Protesters started to converge on Tripoli’s main square – people say they can’t cope w/ coronavirus lockdown without economic support from the Govt #Lebanon – there have been two nights of violence pic.twitter.com/vJSlyPzCPb
— Zeina Khodr (@ZeinakhodrAljaz) January 27, 2021
But the heavy lockdown, which forces almost all businesses to close and almost everyone to remain home, was rolled out without economic support, in a country where more than half the population is poor.
“People are angry and are saying they can no longer survive … or make ends meet,” said Al Jazeera’s Zeina Khodr, reporting from Tripoli, adding that protesters in Lebanon’s “most impoverished city” denounced the lockdown as “an added burden to their struggle”.

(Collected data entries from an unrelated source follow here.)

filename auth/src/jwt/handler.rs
use jsonwebtoken::decode;
use jsonwebtoken::encode;
use jsonwebtoken::Algorithm;
use jsonwebtoken::DecodingKey;
use jsonwebtoken::EncodingKey;
use jsonwebtoken::Header;
use jsonwebtoken::Validation;

use super::claims::Claims;
use super::errors::IssueError;
use super::errors::ValidationFailure;
use crate::key::KeyMaterial;

/// HS256 signing and signature verification over a resolved key.
///
/// Only the signature and the token structure are checked here. Issuer,
/// audience and lifetime checks belong to the validator, which owns the clock.
pub(crate) struct JwtHandler {
    encoding_key: EncodingKey,
    decoding_key: DecodingKey,
    validation: Validation,
}

impl JwtHandler {
    /// Create a handler for HS256 over `key`.
    ///
    /// Expiry, not-before and audience checks of `jsonwebtoken` are disabled
    /// and no claim is required.
    pub(crate) fn new(key: &KeyMaterial) -> Self {
        let mut validation = Validation::new(Algorithm::HS256);
        validation.required_spec_claims.clear();
        validation.validate_exp = false;
        validation.validate_nbf = false;
        validation.validate_aud = false;
        validation.leeway = 0;

        Self {
            encoding_key: EncodingKey::from_secret(key.as_bytes()),
            decoding_key: DecodingKey::from_secret(key.as_bytes()),
            validation,
        }
    }

    /// Sign claims into a compact `header.payload.signature` string.
    ///
    /// # Arguments
    /// * `claims` - Claim set to sign
    ///
    /// # Returns
    /// JWT token string
    ///
    /// # Errors
    /// * `EncodingFailed` - Claims could not be serialized
    pub(crate) fn encode(&self, claims: &Claims) -> Result<String, IssueError> {
        let header = Header::new(Algorithm::HS256);

        encode(&header, claims, &self.encoding_key)
            .map_err(|e| IssueError::EncodingFailed(e.to_string()))
    }

    /// Verify the signature (constant-time) and decode the claims.
    ///
    /// # Arguments
    /// * `token` - JWT token string
    ///
    /// # Returns
    /// Decoded claims, not yet checked against issuer, audience or time
    ///
    /// # Errors
    /// * `BadSignature` - Signature mismatch or a non-HS256 header
    /// * `Malformed` - Wrong segment count, bad base64 or bad JSON
    pub(crate) fn decode(&self, token: &str) -> Result<Claims, ValidationFailure> {
        if token.split('.').count() != 3 {
            return Err(ValidationFailure::Malformed(
                "expected three dot-separated segments".to_string(),
            ));
        }

        let token_data = decode::<Claims>(token, &self.decoding_key, &self.validation)?;

        Ok(token_data.claims)
    }
}
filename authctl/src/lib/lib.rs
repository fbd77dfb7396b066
pub mod commands;
pub mod config;
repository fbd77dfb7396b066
use thiserror::Error;

/// Fatal startup error: the owning component must not be built.
#[derive(Debug, Clone, Error, PartialEq, Eq)]
pub enum ConfigurationError {
    #[error("Signing secret is not configured")]
    MissingSecret,

    #[error("Signing key too short: {len} bytes, at least {min} required")]
    KeyTooShort { len: usize, min: usize },

    #[error(
        "Token lifetime must be between 1 and {max} minutes, got {0}",
        max = crate::config::MAX_EXPIRES_IN_MINUTES
    )]
    InvalidExpiry(i64),

    #[error("Invalid password hasher settings: {0}")]
    InvalidHasherSettings(String),
}
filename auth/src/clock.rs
use std::sync::PoisonError;
use std::sync::RwLock;

use chrono::DateTime;
use chrono::Duration;
use chrono::Utc;

/// Source of the current time for issuance and validation.
pub trait Clock: Send + Sync {
    fn now(&self) -> DateTime<Utc>;
}

/// Wall clock.
#[derive(Debug, Clone, Copy, Default)]
pub struct SystemClock;

impl Clock for SystemClock {
    fn now(&self) -> DateTime<Utc> {
        Utc::now()
    }
}

/// Clock that only moves when told to.
#[derive(Debug)]
pub struct ManualClock {
    now: RwLock<DateTime<Utc>>,
}

impl ManualClock {
    /// Create a clock stopped at `start`.
    pub fn new(start: DateTime<Utc>) -> Self {
        Self {
            now: RwLock::new(start),
        }
    }

    /// Jump to `instant` (backwards is allowed).
    pub fn set(&self, instant: DateTime<Utc>) {
        *self.now.write().unwrap_or_else(PoisonError::into_inner) = instant;
    }

    /// Move forward by `delta`.
    pub fn advance(&self, delta: Duration) {
        let mut now = self.now.write().unwrap_or_else(PoisonError::into_inner);
        *now += delta;
    }
}

impl Clock for ManualClock {
    fn now(&self) -> DateTime<Utc> {
        *self.now.read().unwrap_or_else(PoisonError::into_inner)
    }
}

“Many work in the informal sector, which means they do not get any government assistance,” Khodr said.
At least 47 civilians have been injured since the protests began on Monday night, with at least a dozen requiring hospitalisation, according to figures from the Lebanese Red Cross.
Security forces and the Lebanese army said dozens of their members also sustained injuries, though they did not provide more details.

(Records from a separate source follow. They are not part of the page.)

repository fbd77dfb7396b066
use argon2::password_hash::rand_core::OsRng;
use argon2::password_hash::PasswordHash;
use argon2::password_hash::PasswordHasher as Argon2PasswordHasher;
use argon2::password_hash::PasswordVerifier;
use argon2::password_hash::SaltString;
use argon2::Algorithm;
use argon2::Argon2;
use argon2::Params;
use argon2::Version;
use argon2::ARGON2ID_IDENT;

use super::errors::PasswordError;
use super::legacy;
use super::record::HashRecord;
use super::record::PasswordVerdict;
use crate::config::HasherSettings;
use crate::errors::ConfigurationError;

/// Stored records may cost at most this many times the configured settings.
const COST_CEILING_FACTOR: u32 = 16;

/// Password hashing implementation.
///
/// New records are Argon2id PHC strings. Verification also accepts older
/// Argon2 records and ASP.NET Identity records, reporting them as
/// `MatchButWeak` so they get replaced on the next successful login.
pub struct PasswordHasher {
    argon2: Argon2<'static>,
}

impl PasswordHasher {
    /// Create a password hasher with the Argon2 default costs.
    pub fn new() -> Self {
        Self {
            argon2: Argon2::default(),
        }
    }

    /// Create a password hasher with configured costs.
    ///
    /// # Errors
    /// * `InvalidHasherSettings` - Costs rejected by Argon2 (e.g. memory below 8 KiB per lane)
    pub fn with_settings(settings: &HasherSettings) -> Result<Self, ConfigurationError> {
        let params = settings.to_params()?;

        Ok(Self {
            argon2: Argon2::new(Algorithm::Argon2id, Version::V0x13, params),
        })
    }

    /// Hash a plaintext password with a fresh random salt.
    ///
    /// # Arguments
    /// * `password` - Plaintext password to hash
    ///
    /// # Returns
    /// PHC string (algorithm, version, costs, salt and digest)
    ///
    /// # Errors
    /// * `HashingFailed` - Password hashing operation failed
    pub fn hash(&self, password: &str) -> Result<HashRecord, PasswordError> {
        let salt = SaltString::generate(&mut OsRng);

        self.argon2
            .hash_password(password.as_bytes(), &salt)
            .map(|hash| HashRecord::from(hash.to_string()))
            .map_err(|e| PasswordError::HashingFailed(e.to_string()))
    }

    /// Verify a password against a stored record.
    ///
    /// Never fails: an unreadable record, or one whose costs exceed the
    /// verification ceiling, is simply `NoMatch`.
    ///
    /// # Arguments
    /// * `record` - Stored record (Argon2 PHC string or ASP.NET Identity base64)
    /// * `password` - Plaintext password to check
    ///
    /// # Returns
    /// `Match`, `MatchButWeak` (re-hash and store the replacement) or `NoMatch`
    pub fn verify(&self, record: impl AsRef<str>, password: &str) -> PasswordVerdict {
        let record = record.as_ref();

        let verdict = if record.starts_with('$') {
            self.verify_phc(record, password)
        } else if legacy::verify(record, password) {
            PasswordVerdict::MatchButWeak
        } else {
            PasswordVerdict::NoMatch
        };

        tracing::debug!(?verdict, "Password verified");
        verdict
    }

    fn verify_phc(&self, record: &str, password: &str) -> PasswordVerdict {
        let parsed_hash = match PasswordHash::new(record) {
            Ok(parsed_hash) => parsed_hash,
            Err(e) => {
                tracing::debug!(error = %e, "Invalid password hash");
                return PasswordVerdict::NoMatch;
            }
        };

        if !self.is_affordable(&parsed_hash) {
            tracing::debug!("Password hash costs exceed the verification ceiling");
            return PasswordVerdict::NoMatch;
        }

        if self
            .argon2
            .verify_password(password.as_bytes(), &parsed_hash)
            .is_err()
        {
            return PasswordVerdict::NoMatch;
        }

        if self.is_current(&parsed_hash) {
            PasswordVerdict::Match
        } else {
            PasswordVerdict::MatchButWeak
        }
    }

    /// No cost more than `COST_CEILING_FACTOR` times the configured one.
    ///
    /// Records that fail to yield Argon2 parameters cannot verify anyway.
    fn is_affordable(&self, hash: &PasswordHash<'_>) -> bool {
        let Ok(params) = Params::try_from(hash) else {
            return false;
        };
        let current = self.argon2.params();
        let ceiling = |cost: u32| cost.saturating_mul(COST_CEILING_FACTOR);

        params.m_cost() <= ceiling(current.m_cost())
            && params.t_cost() <= ceiling(current.t_cost())
            && params.p_cost() <= ceiling(current.p_cost())
    }

    /// Argon2id, version 0x13, and no cost below the configured one.
    fn is_current(&self, hash: &PasswordHash<'_>) -> bool {
        if hash.algorithm != ARGON2ID_IDENT || hash.version != Some(Version::V0x13 as u32) {
            return false;
        }

        let Ok(params) = Params::try_from(hash) else {
            return false;
        };
        let current = self.argon2.params();
        let output_len = |p: &Params| p.output_len().unwrap_or(Params::DEFAULT_OUTPUT_LEN);

        params.m_cost() >= current.m_cost()
            && params.t_cost() >= current.t_cost()
            && params.p_cost() >= current.p_cost()
            && output_len(&params) >= output_len(current)
    }
}

impl Default for PasswordHasher {
    fn default() -> Self {
        Self::new()
    }
}
use serde::Deserialize;
use serde::Serialize;

/// Authenticated user as supplied by the user store.
#[derive(Debug, Clone, PartialEq, Eq, Serialize, Deserialize)]
pub struct Identity {
    pub id: String,
    pub display_name: String,
    pub email: String,
}

impl Identity {
    pub fn new(
        id: impl Into<String>,
        display_name: impl Into<String>,
        email: impl Into<String>,
    ) -> Self {
        Self {
            id: id.into(),
            display_name: display_name.into(),
            email: email.into(),
        }
    }
}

Two separate videos from Wednesday’s protests appear to show petrol bombs being thrown by rioters at the Tripoli Serail, an official building, as some in the crowd cheer. Petrol bombs were also thrown towards security forces on previous nights.
Security forces, meanwhile, used large amounts of tear gas and rubber bullets against the crowd.
Smaller groups of protesters held their own demonstrations across the country on Tuesday and Wednesday, including in the capital, Beirut, the eastern Bekaa Valley and southern Jiyeh and Tyre.
The current lockdown is scheduled to remain in place until February 8.
Officials plan to begin a vaccination drive by mid-February, with caretaker Health Minister Hamad Hasan saying on Wednesday they aimed to vaccinate 80 percent of the population by the end of the year.